======== SUPPLIED DATA

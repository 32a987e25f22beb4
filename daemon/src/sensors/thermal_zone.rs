/// ACPI thermal zones (`root\WMI`, `MSAcpi_ThermalZoneTemperature`). Only
/// answers temperature queries; the zones have no meaningful labels, so name
/// fragments are ignored and every zone is returned.
use super::{SensorBackend, SensorCategory, SensorError, SensorSource};

/// Converts the WMI reading (tenths of a Kelvin) to degrees Celsius.
#[cfg_attr(not(windows), allow(dead_code))]
pub fn decikelvin_to_celsius(raw: u32) -> f64 {
    raw as f64 / 10.0 - 273.15
}

pub struct ThermalZoneSource {
    #[cfg(windows)]
    conn: Option<wmi::WMIConnection>,
}

#[cfg(windows)]
mod imp {
    use serde::Deserialize;

    pub const NAMESPACE: &str = r"root\WMI";
    pub const QUERY: &str = "SELECT CurrentTemperature FROM MSAcpi_ThermalZoneTemperature";

    #[derive(Deserialize, Debug)]
    #[serde(rename_all = "PascalCase")]
    pub struct ThermalZone {
        pub current_temperature: Option<u32>,
    }
}

impl ThermalZoneSource {
    #[cfg(windows)]
    pub fn detect() -> Self {
        let conn = match wmi::WMIConnection::with_namespace_path(imp::NAMESPACE) {
            Ok(conn) => conn,
            Err(e) => {
                log::debug!("root\\WMI namespace not reachable: {e}");
                return Self { conn: None };
            }
        };
        let zones: Result<Vec<imp::ThermalZone>, _> = conn.raw_query(imp::QUERY);
        match zones {
            Ok(zones) if !zones.is_empty() => Self { conn: Some(conn) },
            Ok(_) => {
                log::debug!("No ACPI thermal zones exposed");
                Self { conn: None }
            }
            Err(e) => {
                // Usually access denied when not elevated.
                log::debug!("ACPI thermal zone query failed: {e}");
                Self { conn: None }
            }
        }
    }

    #[cfg(not(windows))]
    pub fn detect() -> Self {
        Self {}
    }
}

impl SensorSource for ThermalZoneSource {
    fn backend(&self) -> SensorBackend {
        SensorBackend::ThermalZone
    }

    fn is_available(&self) -> bool {
        #[cfg(windows)]
        {
            self.conn.is_some()
        }
        #[cfg(not(windows))]
        {
            false
        }
    }

    #[cfg(windows)]
    fn query(&mut self, category: SensorCategory, _: &[&str]) -> Result<Vec<f64>, SensorError> {
        if category != SensorCategory::Temperature {
            return Ok(Vec::new());
        }
        let conn = self
            .conn
            .as_ref()
            .ok_or(SensorError::Unavailable(SensorBackend::ThermalZone))?;
        let zones: Vec<imp::ThermalZone> =
            conn.raw_query(imp::QUERY).map_err(|e| SensorError::Query {
                backend: SensorBackend::ThermalZone,
                detail: e.to_string(),
            })?;
        Ok(zones
            .into_iter()
            .filter_map(|z| z.current_temperature)
            .map(decikelvin_to_celsius)
            .collect())
    }

    #[cfg(not(windows))]
    fn query(&mut self, _: SensorCategory, _: &[&str]) -> Result<Vec<f64>, SensorError> {
        Err(SensorError::Unavailable(SensorBackend::ThermalZone))
    }
}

================

■ YOUR OBJECTIVE ■
Across all the records above, find each line with "Unavailable" in it and copy it.

■ ANSWER BELOW ■
            .ok_or(SensorError::Unavailable(SensorBackend::ThermalZone))?;
        Err(SensorError::Unavailable(SensorBackend::ThermalZone))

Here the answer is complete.